**ACTIVITY**
The expected output is the first line of the data below and every line after it, up to and including the line containing "and runs the", each reproduced exactly.

**STUDY MATERIAL**

===============

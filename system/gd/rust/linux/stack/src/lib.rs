//! Floss Hands-Free Profile Audio Gateway.
//!
//! This crate coordinates every hands-free device known to the Audio Gateway: it keeps the
//! registry of per-device sessions, arbitrates the single active device that owns SCO, keeps the
//! audio modes (telephony call, virtual call, voice recognition) mutually exclusive and runs the
//! dialing-out and voice recognition confirmation timers. The per-device state machines, the
//! native HFP interface and telephony are consumed through the traits in [`session`], [`native`]
//! and [`system`].

#[macro_use]
extern crate num_derive;

pub mod address;
pub mod callbacks;
pub mod config;
pub mod headset;
pub mod hfp_logging;
pub mod native;
pub mod registry;
pub mod session;
pub mod status;
pub mod system;
pub mod timeout;

use log::{debug, info};
use std::sync::{Arc, Mutex};
use tokio::sync::mpsc::channel;
use tokio::sync::mpsc::{Receiver, Sender};

pub use crate::address::RawAddress;
pub use crate::status::HfpStatus;

use crate::headset::{HeadsetService, HfpActions};

/// Message types that are sent to the stack main dispatch loop.
#[derive(Debug)]
pub enum Message {
    /// Reports from device sessions and fired timers.
    Hfp(HfpActions),
    /// An observer registered through `IBluetoothHeadset::register_callback` went away.
    HeadsetCallbackDisconnected(u32),
}

/// Umbrella class for the HFP Audio Gateway.
pub struct Stack {}

impl Stack {
    /// Creates an mpsc channel for passing messages to the main dispatch loop.
    pub fn create_channel() -> (Sender<Message>, Receiver<Message>) {
        channel::<Message>(1)
    }

    /// Runs the main dispatch loop.
    ///
    /// Every session report, timer expiry and callback disconnection is handled here with the
    /// headset lock held, so they are strictly ordered with respect to each other and to any
    /// caller holding the same lock.
    pub async fn dispatch(mut rx: Receiver<Message>, headset: Arc<Mutex<Box<HeadsetService>>>) {
        loop {
            let m = match rx.recv().await {
                Some(m) => m,
                None => {
                    info!("Message dispatch loop quit");
                    break;
                }
            };

            match m {
                Message::Hfp(action) => {
                    debug!("Dispatching {:?}", action);
                    headset.lock().unwrap().handle_action(action);
                }

                Message::HeadsetCallbackDisconnected(id) => {
                    headset.lock().unwrap().callback_disconnected(id);
                }
            }
        }
    }
}

/// Signifies that the object may be a proxy to a remote RPC object.
///
/// An object that implements RPCProxy trait signifies that the object may be a proxy to a remote
/// RPC object. Therefore the object may be disconnected and thus should implement
/// `register_disconnect` to let others observe the disconnection event.
pub trait RPCProxy {
    /// Registers disconnect observer that will be notified when the remote object is disconnected.
    /// `id` is the identifier the observer list assigned to this object.
    fn register_disconnect(&mut self, _id: u32, _f: Box<dyn Fn(u32) + Send>) {}

    /// Stops watching for disconnection of the object registered with `id`.
    fn unregister(&mut self, _id: u32) -> bool {
        false
    }
}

===============

**SOLUTION TO THE EXERCISE**
filename system/gd/rust/linux/stack/src/lib.rs
//! Floss Hands-Free Profile Audio Gateway.
//!
//! This crate coordinates every hands-free device known to the Audio Gateway: it keeps the
//! registry of per-device sessions, arbitrates the single active device that owns SCO, keeps the
//! audio modes (telephony call, virtual call, voice recognition) mutually exclusive and runs the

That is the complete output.